Automotive component manufacturers, however, are more likely to be interested in the technology that supports high-volume production of this structural carbon fiber reinforced thermoplastic (CFRTP) component. The Japan-based composites technology supplier Teijin developed the production equipment to mold each CFRTP part in approximately one minute. An entire CarbonPro box – about 23 CFRTP pieces altogether – can be built in about 10 minutes. The boxes are assembled at Teijin subsidiary Continental Structural Plastics’ (CSP) Indiana facility.
Although GMC manufactured fewer than 500 of its roughly 200,000 2019 Sierras with the CarbonPro box, demand has pushed that number to closer to 20,000 in 2020, Automotive News reports.
Teijin’s proprietary, carbon fiber nylon thermoplastic material, Sereebo®, which makes up the CarbonPro headboard, wall and floor panels, offers more than just strength. It also reduces weight on the Sierra pickups by 25% compared to a traditional steel bed. Those weight savings add up further upon factoring in that the scratch- and dent-resistant bed eliminates the need for a 40-pound bed liner.
CFRTP’s formability allowed engineers to push out the sidewalls further, providing a full cubic foot more cargo room compared to a roll-formed steel bed. That moldability also presented GM with a unique level of design flexibility. GM engineers opted to mold into the box unique features, including tie-downs and indentations for bike storage, as well as a 3-dimensional “grain” to increase traction. In fact, as other automotive manufacturers are discovering, composites’ moldability presents a number of unique aesthetic and functional possibilities that simply aren’t possible with other materials.
Composite Engine Shroud Quiets Cabins
The moldability of composites helped Ford develop a unique solution to its noise challenge. Like other OEMs, Ford has a close eye on lightweighting opportunities, but it’s also focusing on the overall driving experience, including noise. Research on how to improve comfortability led the manufacturer to consider strategies for reducing powertrain noise, vibration and harshness (NVH) inside the vehicle cab. In fact, that’s the entire goal of the NVH Lab Ford launched in Dearborn, Mich.

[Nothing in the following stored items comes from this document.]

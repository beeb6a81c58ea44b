//! Minimal rigid body used by the reference physics.
//!
//! Integration is semi-implicit Euler with linear drag, matching the usual
//! game-engine behaviour: forces accumulate during a tick and are consumed
//! by the next [`RigidBody::integrate`].  No gravity: hummingbirds hover.

use hb_core::{Pose, Quat, Vec3};

/// Tunables for an agent body.
#[derive(Clone, Debug, PartialEq)]
#[cfg_attr(feature = "serde", derive(serde::Serialize, serde::Deserialize))]
#[cfg_attr(feature = "serde", serde(default))]
pub struct BodyConfig {
    pub mass:         f32,
    /// Fraction of linear velocity removed per second.
    pub drag:         f32,
    /// Fraction of angular velocity removed per second.
    pub angular_drag: f32,
    /// Radius of the solid collision sphere around the body origin.
    pub radius:       f32,
}

impl Default for BodyConfig {
    fn default() -> Self {
        Self {
            mass:         1.0,
            drag:         1.5,
            angular_drag: 2.0,
            radius:       0.04,
        }
    }
}

#[derive(Clone, Debug)]
pub struct RigidBody {
    pub position:         Vec3,
    pub rotation:         Quat,
    pub velocity:         Vec3,
    pub angular_velocity: Vec3,
    pub config:           BodyConfig,
    force:                Vec3,
    sleeping:             bool,
}

impl RigidBody {
    pub fn new(pose: Pose, config: BodyConfig) -> Self {
        Self {
            position:         pose.position,
            rotation:         pose.rotation,
            velocity:         Vec3::ZERO,
            angular_velocity: Vec3::ZERO,
            config,
            force:            Vec3::ZERO,
            sleeping:         false,
        }
    }

    #[inline]
    pub fn pose(&self) -> Pose {
        Pose::new(self.position, self.rotation)
    }

    /// Teleport the body.  Velocities are left untouched.
    #[inline]
    pub fn set_pose(&mut self, pose: Pose) {
        self.position = pose.position;
        self.rotation = pose.rotation;
    }

    /// Accumulate a world-space force for the next integration step.
    /// Wakes a sleeping body.
    pub fn add_force(&mut self, force: Vec3) {
        self.sleeping = false;
        self.force += force;
    }

    /// Force accumulated since the last integration step.
    #[inline]
    pub fn pending_force(&self) -> Vec3 {
        self.force
    }

    /// Stop all motion and skip integration until woken.
    pub fn sleep(&mut self) {
        self.sleeping = true;
        self.velocity = Vec3::ZERO;
        self.angular_velocity = Vec3::ZERO;
        self.force = Vec3::ZERO;
    }

    pub fn wake_up(&mut self) {
        self.sleeping = false;
    }

    #[inline]
    pub fn is_sleeping(&self) -> bool {
        self.sleeping
    }

    /// Advance position/rotation by `dt` seconds and clear accumulated force.
    pub fn integrate(&mut self, dt: f32) {
        if self.sleeping {
            self.force = Vec3::ZERO;
            return;
        }

        let inv_mass = if self.config.mass > 0.0 { 1.0 / self.config.mass } else { 0.0 };
        self.velocity += self.force * inv_mass * dt;
        self.velocity *= (1.0 - self.config.drag * dt).clamp(0.0, 1.0);
        self.position += self.velocity * dt;

        self.angular_velocity *= (1.0 - self.config.angular_drag * dt).clamp(0.0, 1.0);
        if self.angular_velocity != Vec3::ZERO {
            let spin = Quat::from_scaled_axis(self.angular_velocity * dt);
            self.rotation = (spin * self.rotation).normalize();
        }

        self.force = Vec3::ZERO;
    }
}
//! A scripted pilot: fly at the target, turn to face it, slow down close in.

use hb_agent::{Action, ActionSource, DecisionRequest};
use hb_core::{AgentRng, RandomSource, Vec3};
use hb_flower::AREA_DIAMETER;

/// Turn-rate gain on the heading error (radians → input units).
const TURN_GAIN: f32 = 2.0;
/// Inside this distance (metres) thrust scales down linearly.
const BRAKE_DISTANCE: f32 = 0.5;

pub struct Autopilot {
    /// Thrust at full input, as a fraction of `move_force`.
    pub throttle: f32,
}

impl Default for Autopilot {
    fn default() -> Self {
        Self { throttle: 0.6 }
    }
}

impl ActionSource for Autopilot {
    fn decide(&self, request: &DecisionRequest, rng: &mut AgentRng) -> Action {
        let obs = &request.observation;
        if obs.is_zero() {
            // Nothing to fly to: drift and look around.
            return Action::new(Vec3::ZERO, 0.0, rng.range_f32(-0.5, 0.5));
        }

        let to_target = obs.to_target();
        let distance = obs.as_slice()[9] * AREA_DIAMETER;
        let thrust = self.throttle * (distance / BRAKE_DISTANCE).min(1.0);

        let local = request.rotation.inverse() * to_target;
        let yaw = (local.x.atan2(local.z) * TURN_GAIN).clamp(-1.0, 1.0);
        // Positive pitch is nose down: dive toward targets below.
        let pitch = (-local.y * TURN_GAIN).clamp(-1.0, 1.0);

        Action::new(to_target * thrust, pitch, yaw)
    }
}
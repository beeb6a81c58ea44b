//! A single nectar flower.

use hb_core::{ColliderId, FlowerId, NodeId, Vec3};
use hb_world::{Capability, SceneGraph};

/// Nectar held by a full flower.
pub const NECTAR_CAPACITY: f32 = 1.0;

/// Remaining nectar at or below this is treated as empty.
///
/// Absorbs `f32` drift so that e.g. 100 feeds of 0.01 drain a full flower
/// on exactly the 100th call.
const EMPTY_EPSILON: f32 = 1e-5;

// ── Colours ───────────────────────────────────────────────────────────────────

#[derive(Copy, Clone, Debug, PartialEq)]
#[cfg_attr(feature = "serde", derive(serde::Serialize, serde::Deserialize))]
pub struct Rgb {
    pub r: f32,
    pub g: f32,
    pub b: f32,
}

impl Rgb {
    pub const fn new(r: f32, g: f32, b: f32) -> Self {
        Self { r, g, b }
    }
}

/// Display colours for the full and empty states.
#[derive(Copy, Clone, Debug, PartialEq)]
#[cfg_attr(feature = "serde", derive(serde::Serialize, serde::Deserialize))]
pub struct FlowerColors {
    pub full:  Rgb,
    pub empty: Rgb,
}

impl Default for FlowerColors {
    fn default() -> Self {
        Self {
            full:  Rgb::new(1.0, 0.0, 0.3),
            empty: Rgb::new(0.5, 0.0, 1.0),
        }
    }
}

// ── Flower ────────────────────────────────────────────────────────────────────

/// A depletable nectar source.
///
/// Invariant: `0 <= nectar_amount() <= NECTAR_CAPACITY`.  When the amount
/// reaches zero both the body and the nectar geometry are deactivated and
/// stay that way until [`reset_flower`][Self::reset_flower].
///
/// Flowers start full.
#[derive(Clone, Debug)]
pub struct Flower {
    id:              FlowerId,
    node:            NodeId,
    body_collider:   ColliderId,
    nectar_collider: ColliderId,
    nectar_amount:   f32,
    body_active:     bool,
    nectar_active:   bool,
    colors:          FlowerColors,
    color:           Rgb,
    // Cached world geometry, refreshed by `sync_geometry`.
    position:        Vec3,
    center:          Vec3,
    up:              Vec3,
}

impl Flower {
    pub(crate) fn new(
        id:              FlowerId,
        node:            NodeId,
        body_collider:   ColliderId,
        nectar_collider: ColliderId,
        colors:          FlowerColors,
        scene:           &SceneGraph,
    ) -> Self {
        let mut flower = Self {
            id,
            node,
            body_collider,
            nectar_collider,
            nectar_amount: NECTAR_CAPACITY,
            body_active: true,
            nectar_active: true,
            colors,
            color: colors.full,
            position: Vec3::ZERO,
            center: Vec3::ZERO,
            up: Vec3::Y,
        };
        flower.sync_geometry(scene);
        flower
    }

    /// Take up to `amount` nectar.  Returns how much was actually available.
    ///
    /// The stored amount drops by the *requested* amount, not by the returned
    /// one; over-requesting simply drains the flower.  A remainder at or
    /// below `1e-5` counts as zero: the amount snaps to 0, the flower's
    /// geometry is deactivated and it turns the empty colour.  So
    /// `feed(0.999995)` on a full flower empties it.  Negative requests are
    /// treated as zero.
    pub fn feed(&mut self, amount: f32) -> f32 {
        let amount = amount.max(0.0);
        let taken = amount.clamp(0.0, self.nectar_amount);

        self.nectar_amount -= amount;
        if self.nectar_amount <= EMPTY_EPSILON {
            self.nectar_amount = 0.0;
            self.body_active = false;
            self.nectar_active = false;
            self.color = self.colors.empty;
        }

        taken
    }

    /// Refill to capacity and reactivate all geometry.
    pub fn reset_flower(&mut self) {
        self.nectar_amount = NECTAR_CAPACITY;
        self.body_active = true;
        self.nectar_active = true;
        self.color = self.colors.full;
    }

    #[inline]
    pub fn has_nectar(&self) -> bool {
        self.nectar_amount > 0.0
    }

    #[inline]
    pub fn nectar_amount(&self) -> f32 {
        self.nectar_amount
    }

    #[inline]
    pub fn id(&self) -> FlowerId {
        self.id
    }

    /// Scene node of the flower root.
    #[inline]
    pub fn node(&self) -> NodeId {
        self.node
    }

    #[inline]
    pub fn body_collider(&self) -> ColliderId {
        self.body_collider
    }

    #[inline]
    pub fn nectar_collider(&self) -> ColliderId {
        self.nectar_collider
    }

    #[inline]
    pub fn is_body_active(&self) -> bool {
        self.body_active
    }

    #[inline]
    pub fn is_nectar_active(&self) -> bool {
        self.nectar_active
    }

    /// Current display colour.
    #[inline]
    pub fn color(&self) -> Rgb {
        self.color
    }

    /// World position of the flower root.
    #[inline]
    pub fn position(&self) -> Vec3 {
        self.position
    }

    /// Unit normal out of the feeding face.
    #[inline]
    pub fn up_vector(&self) -> Vec3 {
        self.up
    }

    /// World position of the nectar probe.
    #[inline]
    pub fn center_position(&self) -> Vec3 {
        self.center
    }

    /// Re-read root and probe world poses from the scene.
    pub fn sync_geometry(&mut self, scene: &SceneGraph) {
        self.position = scene.world_pose(self.node).position;
        let probe = scene
            .find_child(self.node, Capability::NectarProbe)
            .map(|n| scene.world_pose(n));
        if let Some(pose) = probe {
            self.center = pose.position;
            self.up = pose.up().normalize_or_zero();
        }
    }
}
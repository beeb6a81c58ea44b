//! The `Sim` struct and its tick loop.

use hb_agent::{Action, ActionSource, Arena, DecisionRequest, EpisodeSummary, HummingbirdAgent};
use hb_core::{AgentId, AgentRng, FixedClock, SimConfig, Tick};
use hb_world::{ColliderKind, ContactPhase, ContactTracker, PhysicsWorld};
use tracing::debug;

use crate::event::{ContactKind, EventQueue};
use crate::observer::TickStats;
use crate::{SimObserver, SimResult};

// ── Per-agent episode bookkeeping ─────────────────────────────────────────────

/// Where one agent is within its current episode.
#[derive(Copy, Clone, Debug, PartialEq)]
pub struct EpisodeState {
    /// Zero-based episode counter.
    pub episode:     u64,
    /// Fixed ticks since the episode began.
    pub step:        u64,
    /// Ticks per episode for this agent; 0 = unbounded.
    pub max_step:    u64,
    /// Latest action from the source, repeated between decisions.
    pub last_action: Action,
}

impl EpisodeState {
    pub(crate) fn new(max_step: u64) -> Self {
        Self { episode: 0, step: 0, max_step, last_action: Action::ZERO }
    }

    #[inline]
    fn is_over(&self) -> bool {
        self.max_step > 0 && self.step >= self.max_step
    }
}

// ── Sim ───────────────────────────────────────────────────────────────────────

/// Runs one arena.
///
/// `Sim<S>` holds the arena, its agents and their RNGs and drives the
/// fixed-tick loop:
///
/// 1. **Target refresh**: agents whose target was drained re-select.
/// 2. **Decision phase** (optionally parallel with the `parallel` feature):
///    agents on a decision step build an observation and ask the
///    [`ActionSource`] for a new action.
/// 3. **Flight**: every agent applies its latest action, its body is
///    integrated and pushed out of solids.
/// 4. **Contact detection**: each agent's trigger sphere and solid contacts
///    are diffed against the previous tick into enter/stay events.
/// 5. **Dispatch** (sequential, ascending `AgentId`): trigger events feed,
///    solid enters penalise.  Colliders disabled earlier in the same
///    dispatch are skipped.
/// 6. **Episodes**: step counters advance; agents at `max_step` report an
///    [`EpisodeSummary`] and begin a new episode immediately.
///
/// Create via [`SimBuilder`][crate::SimBuilder].
pub struct Sim<S: ActionSource> {
    /// Global configuration (tick length, total ticks, episode length, …).
    pub config: SimConfig,

    /// Fixed-step clock.
    pub clock: FixedClock,

    /// Scene, physics world and flowers shared by all agents.
    pub arena: Arena,

    /// Agents, indexed by `AgentId`.
    pub agents: Vec<HummingbirdAgent>,

    /// Per-agent deterministic RNGs, separated for the split-borrow pattern.
    pub rngs: Vec<AgentRng>,

    /// Per-agent episode bookkeeping, indexed by `AgentId`.
    pub episodes: Vec<EpisodeState>,

    /// The decision maker.  Called once per agent per decision step.
    pub source: S,

    sensors: Vec<ContactTracker>,
    solids:  Vec<ContactTracker>,
    events:  EventQueue,
}

impl<S: ActionSource> Sim<S> {
    pub(crate) fn from_parts(
        config:   SimConfig,
        arena:    Arena,
        agents:   Vec<HummingbirdAgent>,
        rngs:     Vec<AgentRng>,
        episodes: Vec<EpisodeState>,
        source:   S,
    ) -> Self {
        let n = agents.len();
        Self {
            clock: config.make_clock(),
            config,
            arena,
            agents,
            rngs,
            episodes,
            source,
            sensors: vec![ContactTracker::new(); n],
            solids:  vec![ContactTracker::new(); n],
            events:  EventQueue::new(),
        }
    }

    // ── Public API ────────────────────────────────────────────────────────

    /// Run the simulation from the current tick to `config.end_tick()`.
    ///
    /// Calls observer hooks at every tick boundary.  Use
    /// [`NoopObserver`][crate::NoopObserver] if you don't need callbacks.
    pub fn run<O: SimObserver>(&mut self, observer: &mut O) -> SimResult<()> {
        loop {
            let now = self.clock.current_tick;
            if now >= self.config.end_tick() {
                break;
            }
            self.step_once(now, observer)?;
        }
        observer.on_sim_end(self.clock.current_tick);
        Ok(())
    }

    /// Run exactly `n` ticks from the current position (ignores `end_tick`).
    ///
    /// Useful for tests and incremental stepping.
    pub fn run_ticks<O: SimObserver>(&mut self, n: u64, observer: &mut O) -> SimResult<()> {
        for _ in 0..n {
            let now = self.clock.current_tick;
            self.step_once(now, observer)?;
        }
        Ok(())
    }

    #[inline]
    pub fn current_tick(&self) -> Tick {
        self.clock.current_tick
    }

    #[inline]
    pub fn agent(&self, id: AgentId) -> &HummingbirdAgent {
        &self.agents[id.index()]
    }

    #[inline]
    pub fn agent_mut(&mut self, id: AgentId) -> &mut HummingbirdAgent {
        &mut self.agents[id.index()]
    }

    #[inline]
    pub fn episode(&self, id: AgentId) -> &EpisodeState {
        &self.episodes[id.index()]
    }

    // ── Core tick processing ──────────────────────────────────────────────

    fn step_once<O: SimObserver>(&mut self, now: Tick, observer: &mut O) -> SimResult<()> {
        observer.on_tick_start(now);
        let stats = self.process_tick(now, observer)?;
        observer.on_tick_end(now, &stats);
        if self.config.output_interval_ticks > 0
            && now.0.is_multiple_of(self.config.output_interval_ticks)
        {
            observer.on_snapshot(now, &self.agents, &self.arena);
        }
        self.clock.advance();
        Ok(())
    }

    fn process_tick<O: SimObserver>(&mut self, now: Tick, observer: &mut O) -> SimResult<TickStats> {
        let mut stats = TickStats::default();
        let dt = self.config.fixed_delta_secs;

        // ── Phase 1: target refresh ───────────────────────────────────────
        //
        // Another agent may have drained this agent's target since its last
        // selection; without this it would keep observing an empty flower.
        for agent in &mut self.agents {
            agent.refresh_target(&self.arena);
        }

        // ── Phase 2: decisions ────────────────────────────────────────────
        //
        // Requests are assembled sequentially so the decision phase itself
        // (which may run in parallel) only reads immutable data.
        let requests = self.collect_requests(now);
        if !requests.is_empty() {
            let actions = self.compute_actions(&requests);
            for (request, action) in requests.iter().zip(actions) {
                observer.on_decision(request, &action);
                self.episodes[request.agent.index()].last_action = action;
            }
            stats.decisions = requests.len();
        }

        // ── Phase 3 + 4: flight and contact detection ─────────────────────
        for (i, agent) in self.agents.iter_mut().enumerate() {
            agent.apply_action(&self.episodes[i].last_action, dt);

            let body = agent.body_mut();
            body.integrate(dt);
            let touching = self.arena.world.resolve_penetration(body);

            let sensed = self.arena.world.overlap_sphere_of_kind(
                agent.sensor_center(),
                agent.config().sensor_radius,
                ColliderKind::Trigger,
            );
            let id = agent.id();
            self.events.extend_from_edges(id, ContactKind::Trigger, self.sensors[i].update(sensed));
            self.events.extend_from_edges(id, ContactKind::Collision, self.solids[i].update(touching));
        }

        // ── Phase 5: dispatch ─────────────────────────────────────────────
        if let Err(e) = self.dispatch_events(&mut stats) {
            self.events.clear();
            return Err(e);
        }

        // ── Phase 6: episode bookkeeping ──────────────────────────────────
        for i in 0..self.agents.len() {
            self.episodes[i].step += 1;
            if self.episodes[i].is_over() {
                self.restart_episode(i, now, observer)?;
                stats.episodes_ended += 1;
            }
        }

        Ok(stats)
    }

    /// One request per agent whose episode step falls on the decision period.
    fn collect_requests(&mut self, now: Tick) -> Vec<DecisionRequest> {
        let period = self.config.effective_decision_period();
        let arena = &self.arena;
        self.agents
            .iter_mut()
            .zip(&self.episodes)
            .filter(|(_, state)| state.step.is_multiple_of(period))
            .map(|(agent, state)| DecisionRequest {
                agent:             agent.id(),
                tick:              now,
                episode:           state.episode,
                episode_step:      state.step,
                observation:       agent.collect_observations(arena),
                reward:            agent.take_pending_reward(),
                cumulative_reward: agent.episode_reward(),
                rotation:          agent.pose().rotation,
            })
            .collect()
    }

    /// Ask the source for one action per request.
    ///
    /// With the `parallel` Cargo feature the calls run on Rayon's thread
    /// pool.  Results come back in request order either way.
    fn compute_actions(&mut self, requests: &[DecisionRequest]) -> Vec<Action> {
        // Explicit field borrows so the borrow checker sees disjoint access.
        let source = &self.source;
        let rng_refs = select_rngs(&mut self.rngs, requests);

        #[cfg(not(feature = "parallel"))]
        {
            requests
                .iter()
                .zip(rng_refs)
                .map(|(request, rng)| source.decide(request, rng))
                .collect()
        }

        #[cfg(feature = "parallel")]
        {
            use rayon::prelude::*;

            requests
                .par_iter()
                .zip(rng_refs.into_par_iter())
                .map(|(request, rng)| source.decide(request, rng))
                .collect()
        }
    }

    fn dispatch_events(&mut self, stats: &mut TickStats) -> SimResult<()> {
        while let Some(event) = self.events.pop() {
            // A flower emptied earlier in this dispatch no longer reports.
            if !self.arena.world.is_enabled(event.collider) {
                continue;
            }
            let agent = &mut self.agents[event.agent.index()];
            match (event.kind, event.phase) {
                (ContactKind::Trigger, _) => {
                    if let Some(taken) = agent.on_trigger(event.collider, &mut self.arena)? {
                        stats.feeds += 1;
                        stats.nectar_taken += taken;
                    }
                }
                (ContactKind::Collision, ContactPhase::Enter) => {
                    if let Some(collider) = self.arena.world.collider(event.collider) {
                        agent.on_collision_enter(collider.tag);
                        stats.collisions += 1;
                    }
                }
                (ContactKind::Collision, ContactPhase::Stay) => {}
            }
        }
        Ok(())
    }

    /// Report the finished episode, then begin the next one in place.
    fn restart_episode<O: SimObserver>(
        &mut self,
        index:    usize,
        now:      Tick,
        observer: &mut O,
    ) -> SimResult<()> {
        let agent = &mut self.agents[index];
        let state = &mut self.episodes[index];

        let summary = EpisodeSummary {
            agent:           agent.id(),
            episode:         state.episode,
            tick:            now,
            steps:           state.step,
            reward:          agent.episode_reward(),
            trailing_reward: agent.pending_reward(),
            nectar:          agent.nectar_obtained(),
        };
        self.source.on_episode_end(&summary);
        observer.on_episode_end(&summary);
        debug!(
            agent = %summary.agent,
            episode = summary.episode,
            reward = summary.reward,
            nectar = summary.nectar,
            "episode end"
        );

        state.episode += 1;
        state.step = 0;
        state.last_action = Action::ZERO;
        self.sensors[index].clear();
        self.solids[index].clear();
        agent.begin_episode(&mut self.arena, &mut self.rngs[index])?;
        Ok(())
    }
}

/// Disjoint `&mut` RNGs for the requesting agents, in request order.
///
/// Requests are built in ascending `AgentId` order with no repeats, so one
/// forward walk over `rngs` suffices.
fn select_rngs<'a>(rngs: &'a mut [AgentRng], requests: &[DecisionRequest]) -> Vec<&'a mut AgentRng> {
    let mut wanted = requests.iter().map(|r| r.agent.index()).peekable();
    rngs.iter_mut()
        .enumerate()
        .filter_map(|(i, rng)| {
            if wanted.peek() == Some(&i) {
                wanted.next();
                Some(rng)
            } else {
                None
            }
        })
        .collect()
}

The lab allows engineers to test vehicle sound in different settings, including a reverberation suite and a semi-anechoic chamber – a room where sound reflections only come from the floor, not the absorbent walls and ceilings – with powered rollers that simulate road noise. The semi-anechoic chamber provides an area free of echo and reverberation and creates a pure working environment for sound, while the reverberation suite is used to determine how noise permeates full components or materials, such as sheet metal. The lab also runs tests in temperatures ranging from -40 to 140 F to develop a stronger understanding of how material shrinkage and expansion may cause squeaks and rattles.